• **Dataset**
*** Begin section ***

//! Engine connection configuration.

use std::path::PathBuf;
use std::time::Duration;

use serde::{Deserialize, Serialize};

use crate::constants;

/// Options used to open an engine connection.
#[derive(Debug, Clone, PartialEq, Eq, Serialize, Deserialize)]
pub struct ConnectOptions {
    /// Engine endpoint, e.g. `unix:///var/run/docker.sock`,
    /// `tcp://127.0.0.1:2375` or `https://engine:2376`.
    pub host: String,
    /// API version to pin. Negotiated with the engine when `None`.
    pub api_version: Option<String>,
    /// Timeout for establishing each connection to the engine. It bounds the
    /// dial only; per-call deadlines come from the call context.
    pub connect_timeout: Option<Duration>,
    /// Directory with `ca.pem`, `cert.pem` and `key.pem`. When set, TCP
    /// hosts are dialed over TLS with this client identity.
    pub cert_path: Option<PathBuf>,
    /// Verify the engine certificate against `ca.pem`. Only meaningful with
    /// `cert_path`.
    pub tls_verify: bool,
}

impl Default for ConnectOptions {
    fn default() -> Self {
        Self {
            host: constants::DEFAULT_ENGINE_HOST.to_string(),
            api_version: None,
            connect_timeout: Some(Duration::from_secs(10)),
            cert_path: None,
            tls_verify: false,
        }
    }
}

impl ConnectOptions {
    /// Builds options from `DOCKER_HOST`, `DOCKER_API_VERSION`,
    /// `DOCKER_CERT_PATH` and `DOCKER_TLS_VERIFY`, falling back to defaults
    /// for anything unset or empty.
    #[must_use]
    pub fn from_env() -> Self {
        Self::from_lookup(|key| std::env::var(key).ok())
    }

    /// Builds options from an arbitrary variable lookup.
    #[must_use]
    pub fn from_lookup(lookup: impl Fn(&str) -> Option<String>) -> Self {
        let non_empty = |key: &str| lookup(key).filter(|v| !v.trim().is_empty());
        let defaults = Self::default();
        Self {
            host: non_empty(constants::ENV_ENGINE_HOST).unwrap_or(defaults.host),
            api_version: non_empty(constants::ENV_API_VERSION),
            connect_timeout: defaults.connect_timeout,
            cert_path: non_empty(constants::ENV_CERT_PATH).map(PathBuf::from),
            tls_verify: non_empty(constants::ENV_TLS_VERIFY).is_some(),
        }
    }

    /// Sets the engine endpoint.
    #[must_use]
    pub fn host(mut self, host: impl Into<String>) -> Self {
        self.host = host.into();
        self
    }

    /// Pins the API version instead of negotiating it.
    #[must_use]
    pub fn api_version(mut self, version: impl Into<String>) -> Self {
        self.api_version = Some(version.into());
        self
    }

    /// Dials TCP hosts over TLS using the certificates in `dir`.
    #[must_use]
    pub fn tls(mut self, dir: impl Into<PathBuf>, verify: bool) -> Self {
        self.cert_path = Some(dir.into());
        self.tls_verify = verify;
        self
    }

    /// Sets the per-connection dial timeout.
    #[must_use]
    pub const fn connect_timeout(mut self, timeout: Duration) -> Self {
        self.connect_timeout = Some(timeout);
        self
    }
}

#[cfg(test)]
mod tests {
    use std::collections::HashMap;

    use super::*;

    #[test]
    fn default_points_at_local_engine() {
        let opts = ConnectOptions::default();
        assert_eq!(opts.host, "unix:///var/run/docker.sock");
        assert!(opts.api_version.is_none());
        assert!(opts.cert_path.is_none());
    }

    #[test]
    fn lookup_overrides_host_and_version() {
        let vars: HashMap<&str, &str> = HashMap::from([
            ("DOCKER_HOST", "tcp://10.0.0.5:2375"),
            ("DOCKER_API_VERSION", "1.43"),
        ]);
        let opts = ConnectOptions::from_lookup(|k| vars.get(k).map(|v| (*v).to_string()));
        assert_eq!(opts.host, "tcp://10.0.0.5:2375");
        assert_eq!(opts.api_version.as_deref(), Some("1.43"));
        assert!(opts.cert_path.is_none());
        assert!(!opts.tls_verify);
    }

    #[test]
    fn lookup_reads_tls_variables() {
        let vars: HashMap<&str, &str> = HashMap::from([
            ("DOCKER_HOST", "tcp://10.0.0.5:2376"),
            ("DOCKER_CERT_PATH", "/home/ops/.docker"),
            ("DOCKER_TLS_VERIFY", "1"),
        ]);
        let opts = ConnectOptions::from_lookup(|k| vars.get(k).map(|v| (*v).to_string()));
        assert_eq!(opts.cert_path, Some(PathBuf::from("/home/ops/.docker")));
        assert!(opts.tls_verify);
    }

    #[test]
    fn empty_variables_fall_back_to_defaults() {
        let opts = ConnectOptions::from_lookup(|_| Some("  ".to_string()));
        assert_eq!(opts, ConnectOptions::default());
    }

    #[test]
    fn builder_methods_set_fields() {
        let opts = ConnectOptions::default()
            .host("http://engine:2375")
            .api_version("1.41")
            .connect_timeout(Duration::from_secs(3))
            .tls("/etc/berth/certs", false);
        assert_eq!(opts.host, "http://engine:2375");
        assert_eq!(opts.connect_timeout, Some(Duration::from_secs(3)));
        assert_eq!(opts.cert_path, Some(PathBuf::from("/etc/berth/certs")));
        assert!(!opts.tls_verify);
        assert_eq!(opts.api_version.as_deref(), Some("1.41"));
    }
}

*** End section ***

• **Required action**
For this listing, copy out every line that includes the word "unix".

• **Exercise answer**
    /// Engine endpoint, e.g. `unix:///var/run/docker.sock`,
        assert_eq!(opts.host, "unix:///var/run/docker.sock");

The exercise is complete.